> [WHAT IS NEEDED]: Copy out every line of the data that follows, exactly.

> [DATA SECTION]:
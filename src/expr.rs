use crate::common::{Int, Sign};
use crate::parse::{
    self,
    ast::{Dice, Resolve, SignedTerm, Term},
    ParseError,
};
use crate::roll::{RollResult, Rollable, Roller};
use std::fmt::{self, Write};
use std::ops::{Add, Neg, Sub};
use std::str::FromStr;

/// A sum of signed constants and dice rolls, such as `1d20+4` or `-100+2d6+1d6`.
///
/// Expressions are plain values: composing two of them with `+` or `-` builds a
/// new expression holding copies of both term lists, and every roll draws fresh
/// dice for every term.
///
/// ```
/// # use dice_expression::{Expression, Rollable};
/// let attack: Expression = "1d20+5".parse().unwrap();
/// let penalty: Expression = "1d4".parse().unwrap();
/// let total = &attack - &penalty;
/// assert_eq!(total.to_string(), "1d20+5-1d4");
///
/// let roll = total.roll();
/// assert!((2..=24).contains(&roll.result));
/// assert_eq!(roll.log, "1d20+5-1d4");
/// ```
#[derive(Debug, Clone, Default, Eq, PartialEq, Hash)]
pub struct Expression {
    terms: Vec<SignedTerm>,
}

impl Expression {
    /// Builds an expression from already validated terms.
    pub fn new(terms: Vec<SignedTerm>) -> Self {
        Self { terms }
    }

    /// # Errors
    ///
    /// Returns a [ParseError] naming the offending token(s) if `s` is not valid
    /// dice notation.
    pub fn parse(s: &str) -> Result<Self, ParseError> {
        parse::parse(s).map(Self::new).map_err(|err| {
            tracing::debug!(input = s, error = %err, "failed to parse dice expression");
            err
        })
    }

    pub fn terms(&self) -> &[SignedTerm] {
        &self.terms
    }

    pub fn len(&self) -> usize {
        self.terms.len()
    }

    pub fn is_empty(&self) -> bool {
        self.terms.is_empty()
    }

    /// Whether every roll of this expression gives the same result.
    pub fn is_constant(&self) -> bool {
        self.draws() == 0
    }

    /// The canonical text form of this expression.
    pub fn description(&self) -> String {
        self.to_string()
    }

    /// Number of dice drawn by one roll.
    pub fn draws(&self) -> usize {
        self.terms.iter().map(Resolve::draws).sum()
    }

    pub fn inverted(&self) -> Self {
        self.terms.iter().map(|t| t.inverted()).collect()
    }

    fn concat(&self, other: impl Iterator<Item = SignedTerm>) -> Self {
        self.terms.iter().copied().chain(other).collect()
    }
}

impl Rollable for Expression {
    fn roll_with<R: Roller>(&self, roller: &mut R) -> RollResult {
        let total: Int = self.terms.iter().map(|t| t.resolve(roller)).sum();
        let log = self.description();
        tracing::debug!(expression = %log, total, "rolled");
        RollResult::new(total, log)
    }
}

impl fmt::Display for Expression {
    fn fmt(&self, f: &mut fmt::Formatter<'_>) -> fmt::Result {
        let mut full = String::new();
        for term in &self.terms {
            write!(full, "{}", term)?;
        }
        let plus = Sign::Plus.as_char();
        f.write_str(full.strip_prefix(plus).unwrap_or(&full))
    }
}

impl FromStr for Expression {
    type Err = ParseError;

    fn from_str(s: &str) -> Result<Self, Self::Err> {
        Self::parse(s)
    }
}

impl FromIterator<SignedTerm> for Expression {
    fn from_iter<I: IntoIterator<Item = SignedTerm>>(iter: I) -> Self {
        Self::new(iter.into_iter().collect())
    }
}

impl From<SignedTerm> for Expression {
    fn from(term: SignedTerm) -> Self {
        Self::new(vec![term])
    }
}

impl From<Term> for Expression {
    fn from(term: Term) -> Self {
        SignedTerm::plus(term).into()
    }
}

impl From<Dice> for Expression {
    fn from(dice: Dice) -> Self {
        Term::Dice(dice).into()
    }
}

impl Add for &Expression {
    type Output = Expression;

    fn add(self, rhs: Self) -> Self::Output {
        self.concat(rhs.terms.iter().copied())
    }
}

impl Sub for &Expression {
    type Output = Expression;

    fn sub(self, rhs: Self) -> Self::Output {
        self.concat(rhs.terms.iter().map(|t| t.inverted()))
    }
}

impl Neg for &Expression {
    type Output = Expression;

    fn neg(self) -> Self::Output {
        self.inverted()
    }
}

macro_rules! forward_owned_bin_op {
    ($Name:ident, $fn_name:ident) => {
        impl $Name for Expression {
            type Output = Expression;

            fn $fn_name(self, rhs: Self) -> Self::Output {
                (&self).$fn_name(&rhs)
            }
        }
    };
}

forward_owned_bin_op!(Add, add);
forward_owned_bin_op!(Sub, sub);

impl Neg for Expression {
    type Output = Expression;

    fn neg(self) -> Self::Output {
        -&self
    }
}

/// Parses `text` as dice notation.
///
/// # Errors
///
/// See [Expression::parse].
pub fn parse(text: &str) -> Result<Expression, ParseError> {
    Expression::parse(text)
}

/// Rolls `expr` once with the thread-local generator.
pub fn roll(expr: &Expression) -> RollResult {
    expr.roll()
}

/// `a` followed by `b`.
pub fn add(a: &Expression, b: &Expression) -> Expression {
    a + b
}

/// `a` followed by `b` with every sign of `b` inverted.
pub fn subtract(a: &Expression, b: &Expression) -> Expression {
    a - b
}

pub fn describe(expr: &Expression) -> String {
    expr.description()
}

> [SOLUTION TO THE PROBLEM]:
filename src/expr.rs
use crate::common::{Int, Sign};
use crate::parse::{
    self,
    ast::{Dice, Resolve, SignedTerm, Term},
    ParseError,
};
use crate::roll::{RollResult, Rollable, Roller};
use std::fmt::{self, Write};
use std::ops::{Add, Neg, Sub};
use std::str::FromStr;

/// A sum of signed constants and dice rolls, such as `1d20+4` or `-100+2d6+1d6`.
///
/// Expressions are plain values: composing two of them with `+` or `-` builds a
/// new expression holding copies of both term lists, and every roll draws fresh
/// dice for every term.
///
/// ```
/// # use dice_expression::{Expression, Rollable};
/// let attack: Expression = "1d20+5".parse().unwrap();
/// let penalty: Expression = "1d4".parse().unwrap();
/// let total = &attack - &penalty;
/// assert_eq!(total.to_string(), "1d20+5-1d4");
///
/// let roll = total.roll();
/// assert!((2..=24).contains(&roll.result));
/// assert_eq!(roll.log, "1d20+5-1d4");
/// ```
#[derive(Debug, Clone, Default, Eq, PartialEq, Hash)]
pub struct Expression {
    terms: Vec<SignedTerm>,
}

impl Expression {
    /// Builds an expression from already validated terms.
    pub fn new(terms: Vec<SignedTerm>) -> Self {
        Self { terms }
    }

    /// # Errors
    ///
    /// Returns a [ParseError] naming the offending token(s) if `s` is not valid
    /// dice notation.
    pub fn parse(s: &str) -> Result<Self, ParseError> {
        parse::parse(s).map(Self::new).map_err(|err| {
            tracing::debug!(input = s, error = %err, "failed to parse dice expression");
            err
        })
    }

    pub fn terms(&self) -> &[SignedTerm] {
        &self.terms
    }

    pub fn len(&self) -> usize {
        self.terms.len()
    }

    pub fn is_empty(&self) -> bool {
        self.terms.is_empty()
    }

    /// Whether every roll of this expression gives the same result.
    pub fn is_constant(&self) -> bool {
        self.draws() == 0
    }

    /// The canonical text form of this expression.
    pub fn description(&self) -> String {
        self.to_string()
    }

    /// Number of dice drawn by one roll.
    pub fn draws(&self) -> usize {
        self.terms.iter().map(Resolve::draws).sum()
    }

    pub fn inverted(&self) -> Self {
        self.terms.iter().map(|t| t.inverted()).collect()
    }

    fn concat(&self, other: impl Iterator<Item = SignedTerm>) -> Self {
        self.terms.iter().copied().chain(other).collect()
    }
}

impl Rollable for Expression {
    fn roll_with<R: Roller>(&self, roller: &mut R) -> RollResult {
        let total: Int = self.terms.iter().map(|t| t.resolve(roller)).sum();
        let log = self.description();
        tracing::debug!(expression = %log, total, "rolled");
        RollResult::new(total, log)
    }
}

impl fmt::Display for Expression {
    fn fmt(&self, f: &mut fmt::Formatter<'_>) -> fmt::Result {
        let mut full = String::new();
        for term in &self.terms {
            write!(full, "{}", term)?;
        }
        let plus = Sign::Plus.as_char();
        f.write_str(full.strip_prefix(plus).unwrap_or(&full))
    }
}

impl FromStr for Expression {
    type Err = ParseError;

    fn from_str(s: &str) -> Result<Self, Self::Err> {
        Self::parse(s)
    }
}

impl FromIterator<SignedTerm> for Expression {
    fn from_iter<I: IntoIterator<Item = SignedTerm>>(iter: I) -> Self {
        Self::new(iter.into_iter().collect())
    }
}

impl From<SignedTerm> for Expression {
    fn from(term: SignedTerm) -> Self {
        Self::new(vec![term])
    }
}

impl From<Term> for Expression {
    fn from(term: Term) -> Self {
        SignedTerm::plus(term).into()
    }
}

impl From<Dice> for Expression {
    fn from(dice: Dice) -> Self {
        Term::Dice(dice).into()
    }
}

impl Add for &Expression {
    type Output = Expression;

    fn add(self, rhs: Self) -> Self::Output {
        self.concat(rhs.terms.iter().copied())
    }
}

impl Sub for &Expression {
    type Output = Expression;

    fn sub(self, rhs: Self) -> Self::Output {
        self.concat(rhs.terms.iter().map(|t| t.inverted()))
    }
}

impl Neg for &Expression {
    type Output = Expression;

    fn neg(self) -> Self::Output {
        self.inverted()
    }
}

macro_rules! forward_owned_bin_op {
    ($Name:ident, $fn_name:ident) => {
        impl $Name for Expression {
            type Output = Expression;

            fn $fn_name(self, rhs: Self) -> Self::Output {
                (&self).$fn_name(&rhs)
            }
        }
    };
}

forward_owned_bin_op!(Add, add);
forward_owned_bin_op!(Sub, sub);

impl Neg for Expression {
    type Output = Expression;

    fn neg(self) -> Self::Output {
        -&self
    }
}

/// Parses `text` as dice notation.
///
/// # Errors
///
/// See [Expression::parse].
pub fn parse(text: &str) -> Result<Expression, ParseError> {
    Expression::parse(text)
}

/// Rolls `expr` once with the thread-local generator.
pub fn roll(expr: &Expression) -> RollResult {
    expr.roll()
}

/// `a` followed by `b`.
pub fn add(a: &Expression, b: &Expression) -> Expression {
    a + b
}

/// `a` followed by `b` with every sign of `b` inverted.
pub fn subtract(a: &Expression, b: &Expression) -> Expression {
    a - b
}

pub fn describe(expr: &Expression) -> String {
    expr.description()
}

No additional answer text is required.